Segment Start: Data for this task

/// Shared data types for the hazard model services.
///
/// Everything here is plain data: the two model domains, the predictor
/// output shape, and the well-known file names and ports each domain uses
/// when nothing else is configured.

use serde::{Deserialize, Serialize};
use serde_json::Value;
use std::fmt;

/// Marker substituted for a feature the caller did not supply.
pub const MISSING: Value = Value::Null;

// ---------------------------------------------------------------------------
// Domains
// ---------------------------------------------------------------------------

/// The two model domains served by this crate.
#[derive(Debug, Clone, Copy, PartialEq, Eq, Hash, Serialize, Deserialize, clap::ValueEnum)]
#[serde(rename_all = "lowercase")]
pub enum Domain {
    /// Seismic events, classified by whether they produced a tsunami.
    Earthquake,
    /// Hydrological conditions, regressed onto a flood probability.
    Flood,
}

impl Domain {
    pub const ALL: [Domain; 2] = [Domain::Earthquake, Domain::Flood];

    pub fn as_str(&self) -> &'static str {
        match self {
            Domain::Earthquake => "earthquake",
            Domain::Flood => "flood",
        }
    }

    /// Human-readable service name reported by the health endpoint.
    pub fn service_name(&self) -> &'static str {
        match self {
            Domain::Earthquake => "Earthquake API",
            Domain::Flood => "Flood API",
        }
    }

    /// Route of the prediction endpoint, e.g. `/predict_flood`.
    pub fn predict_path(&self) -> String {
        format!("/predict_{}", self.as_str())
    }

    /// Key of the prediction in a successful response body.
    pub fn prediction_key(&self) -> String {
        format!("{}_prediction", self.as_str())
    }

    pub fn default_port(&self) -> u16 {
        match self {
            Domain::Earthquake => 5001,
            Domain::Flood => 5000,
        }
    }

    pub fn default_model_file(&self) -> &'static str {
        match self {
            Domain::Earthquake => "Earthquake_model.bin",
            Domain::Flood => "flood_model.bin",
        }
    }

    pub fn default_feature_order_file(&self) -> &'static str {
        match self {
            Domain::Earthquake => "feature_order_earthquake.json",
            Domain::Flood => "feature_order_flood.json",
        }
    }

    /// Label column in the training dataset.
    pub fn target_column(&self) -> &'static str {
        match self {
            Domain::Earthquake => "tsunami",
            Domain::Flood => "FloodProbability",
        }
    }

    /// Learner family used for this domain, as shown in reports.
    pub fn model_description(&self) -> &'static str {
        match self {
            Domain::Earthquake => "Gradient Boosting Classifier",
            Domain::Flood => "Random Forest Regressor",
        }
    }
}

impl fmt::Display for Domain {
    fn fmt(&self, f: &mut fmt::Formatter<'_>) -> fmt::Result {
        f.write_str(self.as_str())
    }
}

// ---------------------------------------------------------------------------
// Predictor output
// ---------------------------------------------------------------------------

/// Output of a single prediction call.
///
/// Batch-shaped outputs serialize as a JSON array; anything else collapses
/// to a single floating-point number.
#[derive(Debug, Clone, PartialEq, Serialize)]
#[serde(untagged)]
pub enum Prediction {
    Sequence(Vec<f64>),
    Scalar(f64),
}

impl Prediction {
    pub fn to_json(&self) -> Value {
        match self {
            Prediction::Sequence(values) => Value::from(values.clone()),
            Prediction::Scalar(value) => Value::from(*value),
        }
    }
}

Segment End: Data for this task
Segment Start: Data for this task

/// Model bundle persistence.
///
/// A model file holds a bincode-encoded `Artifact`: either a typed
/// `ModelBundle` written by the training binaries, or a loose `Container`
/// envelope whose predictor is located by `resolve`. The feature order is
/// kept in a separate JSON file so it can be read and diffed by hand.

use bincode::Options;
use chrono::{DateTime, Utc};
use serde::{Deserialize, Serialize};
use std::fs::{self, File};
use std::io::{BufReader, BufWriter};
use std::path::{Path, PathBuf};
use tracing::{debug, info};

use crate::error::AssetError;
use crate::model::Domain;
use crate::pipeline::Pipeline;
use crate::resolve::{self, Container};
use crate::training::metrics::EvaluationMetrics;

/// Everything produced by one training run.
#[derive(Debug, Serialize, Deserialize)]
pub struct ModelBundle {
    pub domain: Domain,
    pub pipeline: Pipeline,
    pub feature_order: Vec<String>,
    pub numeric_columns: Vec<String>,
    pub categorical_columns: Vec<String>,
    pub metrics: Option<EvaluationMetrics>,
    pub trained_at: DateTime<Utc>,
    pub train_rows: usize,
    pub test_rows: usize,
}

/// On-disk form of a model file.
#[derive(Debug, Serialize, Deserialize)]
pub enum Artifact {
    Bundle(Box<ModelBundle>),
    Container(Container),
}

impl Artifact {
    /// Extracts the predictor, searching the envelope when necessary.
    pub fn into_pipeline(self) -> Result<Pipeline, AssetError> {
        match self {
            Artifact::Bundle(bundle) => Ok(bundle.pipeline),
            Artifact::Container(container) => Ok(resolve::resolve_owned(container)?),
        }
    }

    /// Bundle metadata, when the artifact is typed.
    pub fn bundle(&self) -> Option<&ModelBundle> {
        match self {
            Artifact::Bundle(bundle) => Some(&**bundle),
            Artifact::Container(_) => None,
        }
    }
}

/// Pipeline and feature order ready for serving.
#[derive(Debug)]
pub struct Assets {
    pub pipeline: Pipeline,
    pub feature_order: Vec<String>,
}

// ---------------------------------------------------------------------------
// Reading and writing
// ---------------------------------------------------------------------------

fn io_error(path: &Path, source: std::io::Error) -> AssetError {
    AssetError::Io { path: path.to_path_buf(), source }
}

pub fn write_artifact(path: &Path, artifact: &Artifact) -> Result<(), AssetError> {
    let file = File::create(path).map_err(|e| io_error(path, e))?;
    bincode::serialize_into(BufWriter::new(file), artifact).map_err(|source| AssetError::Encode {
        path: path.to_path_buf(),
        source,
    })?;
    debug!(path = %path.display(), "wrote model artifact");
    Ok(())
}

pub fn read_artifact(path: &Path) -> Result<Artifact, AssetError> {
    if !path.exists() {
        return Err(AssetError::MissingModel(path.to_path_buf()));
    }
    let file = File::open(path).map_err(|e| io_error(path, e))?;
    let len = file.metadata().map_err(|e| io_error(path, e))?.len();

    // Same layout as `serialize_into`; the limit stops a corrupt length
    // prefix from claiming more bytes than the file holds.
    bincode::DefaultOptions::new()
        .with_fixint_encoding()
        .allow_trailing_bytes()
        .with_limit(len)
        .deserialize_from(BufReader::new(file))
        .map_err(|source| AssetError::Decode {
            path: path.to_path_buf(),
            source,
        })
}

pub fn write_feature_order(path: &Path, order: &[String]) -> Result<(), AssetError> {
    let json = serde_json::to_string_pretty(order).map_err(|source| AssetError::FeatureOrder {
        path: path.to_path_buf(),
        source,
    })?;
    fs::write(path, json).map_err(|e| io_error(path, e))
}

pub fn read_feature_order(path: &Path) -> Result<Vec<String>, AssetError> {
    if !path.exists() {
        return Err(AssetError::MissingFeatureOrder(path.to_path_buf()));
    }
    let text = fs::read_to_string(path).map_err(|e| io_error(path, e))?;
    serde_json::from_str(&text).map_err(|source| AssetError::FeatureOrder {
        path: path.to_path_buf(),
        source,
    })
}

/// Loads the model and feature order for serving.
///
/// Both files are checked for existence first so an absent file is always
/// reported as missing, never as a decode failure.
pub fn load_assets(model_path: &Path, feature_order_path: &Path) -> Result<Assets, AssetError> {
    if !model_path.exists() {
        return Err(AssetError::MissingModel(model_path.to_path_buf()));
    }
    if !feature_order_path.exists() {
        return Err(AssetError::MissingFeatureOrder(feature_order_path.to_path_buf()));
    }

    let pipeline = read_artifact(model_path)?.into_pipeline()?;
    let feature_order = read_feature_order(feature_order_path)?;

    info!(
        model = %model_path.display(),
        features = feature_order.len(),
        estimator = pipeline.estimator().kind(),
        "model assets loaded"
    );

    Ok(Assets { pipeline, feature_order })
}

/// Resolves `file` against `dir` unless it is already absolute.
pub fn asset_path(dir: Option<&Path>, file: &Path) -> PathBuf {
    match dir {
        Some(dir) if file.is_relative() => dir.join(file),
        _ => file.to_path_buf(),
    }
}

Segment End: Data for this task
Segment Start: Data for this task

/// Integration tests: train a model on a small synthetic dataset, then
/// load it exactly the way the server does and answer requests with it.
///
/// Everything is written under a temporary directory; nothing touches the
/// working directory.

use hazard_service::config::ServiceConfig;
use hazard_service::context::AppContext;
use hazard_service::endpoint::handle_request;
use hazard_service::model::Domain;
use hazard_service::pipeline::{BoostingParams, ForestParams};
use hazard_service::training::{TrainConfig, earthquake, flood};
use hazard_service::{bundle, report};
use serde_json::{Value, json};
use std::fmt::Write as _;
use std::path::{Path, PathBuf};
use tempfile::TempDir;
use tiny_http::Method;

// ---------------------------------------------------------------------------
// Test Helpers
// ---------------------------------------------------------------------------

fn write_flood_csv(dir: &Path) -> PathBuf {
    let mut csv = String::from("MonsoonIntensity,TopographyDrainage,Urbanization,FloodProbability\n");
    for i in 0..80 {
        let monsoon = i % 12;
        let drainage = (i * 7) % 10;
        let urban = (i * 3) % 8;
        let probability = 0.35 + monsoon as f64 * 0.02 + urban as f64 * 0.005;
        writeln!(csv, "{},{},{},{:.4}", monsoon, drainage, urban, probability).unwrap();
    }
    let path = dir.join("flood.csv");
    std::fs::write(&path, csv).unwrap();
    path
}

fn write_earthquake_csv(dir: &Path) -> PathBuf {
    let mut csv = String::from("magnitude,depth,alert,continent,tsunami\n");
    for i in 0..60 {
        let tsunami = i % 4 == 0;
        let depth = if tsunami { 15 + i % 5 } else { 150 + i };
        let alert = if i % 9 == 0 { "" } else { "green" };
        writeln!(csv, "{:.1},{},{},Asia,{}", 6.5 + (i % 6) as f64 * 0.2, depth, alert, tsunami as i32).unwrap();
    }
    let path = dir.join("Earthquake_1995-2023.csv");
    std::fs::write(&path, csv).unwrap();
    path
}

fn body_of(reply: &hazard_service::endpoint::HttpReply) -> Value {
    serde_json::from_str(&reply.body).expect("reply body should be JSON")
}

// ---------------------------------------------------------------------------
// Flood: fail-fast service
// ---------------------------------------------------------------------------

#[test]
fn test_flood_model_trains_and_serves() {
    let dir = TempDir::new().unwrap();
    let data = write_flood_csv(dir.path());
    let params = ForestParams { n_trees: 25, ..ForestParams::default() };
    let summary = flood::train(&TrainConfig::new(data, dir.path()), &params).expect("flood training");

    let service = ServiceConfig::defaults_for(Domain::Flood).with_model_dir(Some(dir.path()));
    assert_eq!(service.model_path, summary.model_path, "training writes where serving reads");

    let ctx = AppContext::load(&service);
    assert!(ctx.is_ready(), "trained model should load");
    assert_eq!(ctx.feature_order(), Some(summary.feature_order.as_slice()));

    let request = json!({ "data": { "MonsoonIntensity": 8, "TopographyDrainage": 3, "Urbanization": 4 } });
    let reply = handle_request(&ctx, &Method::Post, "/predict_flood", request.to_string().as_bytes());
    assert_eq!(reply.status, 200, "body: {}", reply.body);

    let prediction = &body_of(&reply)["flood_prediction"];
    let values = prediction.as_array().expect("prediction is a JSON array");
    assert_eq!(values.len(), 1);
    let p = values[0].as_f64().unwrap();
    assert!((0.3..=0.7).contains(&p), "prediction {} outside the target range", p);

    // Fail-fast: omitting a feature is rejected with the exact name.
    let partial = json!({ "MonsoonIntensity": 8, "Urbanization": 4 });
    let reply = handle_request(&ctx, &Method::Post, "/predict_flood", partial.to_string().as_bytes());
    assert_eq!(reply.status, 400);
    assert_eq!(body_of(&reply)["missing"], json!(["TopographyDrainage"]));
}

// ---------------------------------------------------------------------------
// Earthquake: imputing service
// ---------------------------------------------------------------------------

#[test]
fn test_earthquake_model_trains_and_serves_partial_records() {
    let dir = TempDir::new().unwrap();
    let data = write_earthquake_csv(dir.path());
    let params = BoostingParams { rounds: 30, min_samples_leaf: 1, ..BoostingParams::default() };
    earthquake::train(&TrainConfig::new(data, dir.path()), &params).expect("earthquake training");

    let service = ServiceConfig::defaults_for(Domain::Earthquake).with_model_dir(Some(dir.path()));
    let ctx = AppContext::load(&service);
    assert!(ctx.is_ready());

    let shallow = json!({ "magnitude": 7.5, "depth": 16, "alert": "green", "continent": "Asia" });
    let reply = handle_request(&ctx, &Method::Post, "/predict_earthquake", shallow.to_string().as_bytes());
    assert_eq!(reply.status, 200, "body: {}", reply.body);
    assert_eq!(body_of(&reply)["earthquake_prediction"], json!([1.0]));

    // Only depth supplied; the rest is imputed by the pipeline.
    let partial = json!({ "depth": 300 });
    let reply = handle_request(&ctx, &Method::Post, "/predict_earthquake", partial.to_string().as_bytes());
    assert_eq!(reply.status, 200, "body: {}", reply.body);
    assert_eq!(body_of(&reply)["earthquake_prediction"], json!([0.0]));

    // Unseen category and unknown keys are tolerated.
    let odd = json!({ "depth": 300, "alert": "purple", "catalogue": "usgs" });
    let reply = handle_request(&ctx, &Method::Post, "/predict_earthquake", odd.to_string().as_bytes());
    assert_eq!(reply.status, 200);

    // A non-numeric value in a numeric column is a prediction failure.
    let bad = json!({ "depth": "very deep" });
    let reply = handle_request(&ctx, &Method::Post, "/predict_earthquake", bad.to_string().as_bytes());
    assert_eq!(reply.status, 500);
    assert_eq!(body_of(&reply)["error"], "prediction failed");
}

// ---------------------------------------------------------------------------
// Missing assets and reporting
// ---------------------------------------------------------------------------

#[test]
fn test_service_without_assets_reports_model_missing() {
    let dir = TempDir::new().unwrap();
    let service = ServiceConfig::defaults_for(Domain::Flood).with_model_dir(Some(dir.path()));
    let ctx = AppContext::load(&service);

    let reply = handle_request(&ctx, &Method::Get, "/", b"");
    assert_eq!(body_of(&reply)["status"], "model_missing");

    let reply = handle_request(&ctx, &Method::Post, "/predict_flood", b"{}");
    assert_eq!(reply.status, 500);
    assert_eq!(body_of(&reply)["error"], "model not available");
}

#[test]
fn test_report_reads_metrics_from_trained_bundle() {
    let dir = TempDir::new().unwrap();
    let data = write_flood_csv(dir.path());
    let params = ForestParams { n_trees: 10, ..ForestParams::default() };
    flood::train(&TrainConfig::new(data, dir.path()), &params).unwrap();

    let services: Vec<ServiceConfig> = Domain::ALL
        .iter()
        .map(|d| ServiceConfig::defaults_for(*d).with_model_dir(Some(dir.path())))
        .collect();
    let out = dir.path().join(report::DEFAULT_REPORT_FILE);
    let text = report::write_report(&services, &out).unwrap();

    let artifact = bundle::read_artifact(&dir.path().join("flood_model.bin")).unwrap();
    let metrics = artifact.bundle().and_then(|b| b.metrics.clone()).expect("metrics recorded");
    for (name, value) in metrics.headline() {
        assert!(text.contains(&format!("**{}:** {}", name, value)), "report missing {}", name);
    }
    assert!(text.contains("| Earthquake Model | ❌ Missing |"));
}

Segment End: Data for this task

### What is expected
Could you return exactly the lines above from the line with "hazard model services." to the line with "use std::fmt;", both included, and nothing else?

### Task response
/// Shared data types for the hazard model services.
///
/// Everything here is plain data: the two model domains, the predictor
/// output shape, and the well-known file names and ports each domain uses
/// when nothing else is configured.

use serde::{Deserialize, Serialize};
use serde_json::Value;
use std::fmt;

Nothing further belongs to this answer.